Task directions: Each line of the listing must be set down exactly as it stands.

::::::::::

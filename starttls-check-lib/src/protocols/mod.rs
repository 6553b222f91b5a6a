//! Protocol implementations used by the built-in check function.

/// MX record lookup
pub mod dns;

/// MTA-STS policy retrieval over HTTPS
pub mod mta_sts;

/// Plain SMTP probing of mail exchangers
pub mod smtp;

pub use dns::{DnsResolver, MxResolver};
pub use mta_sts::{policy_url, validate_policy, MtaStsClient, MtaStsPolicy};
pub use smtp::SmtpProbe;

::::::::::

Task solution:
filename starttls-check-lib/src/protocols/mod.rs
repository 6553b222f91b5a6a
//! Protocol implementations used by the built-in check function.

/// MX record lookup
pub mod dns;

/// MTA-STS policy retrieval over HTTPS
pub mod mta_sts;

/// Plain SMTP probing of mail exchangers
pub mod smtp;

pub use dns::{DnsResolver, MxResolver};
pub use mta_sts::{policy_url, validate_policy, MtaStsClient, MtaStsPolicy};
pub use smtp::SmtpProbe;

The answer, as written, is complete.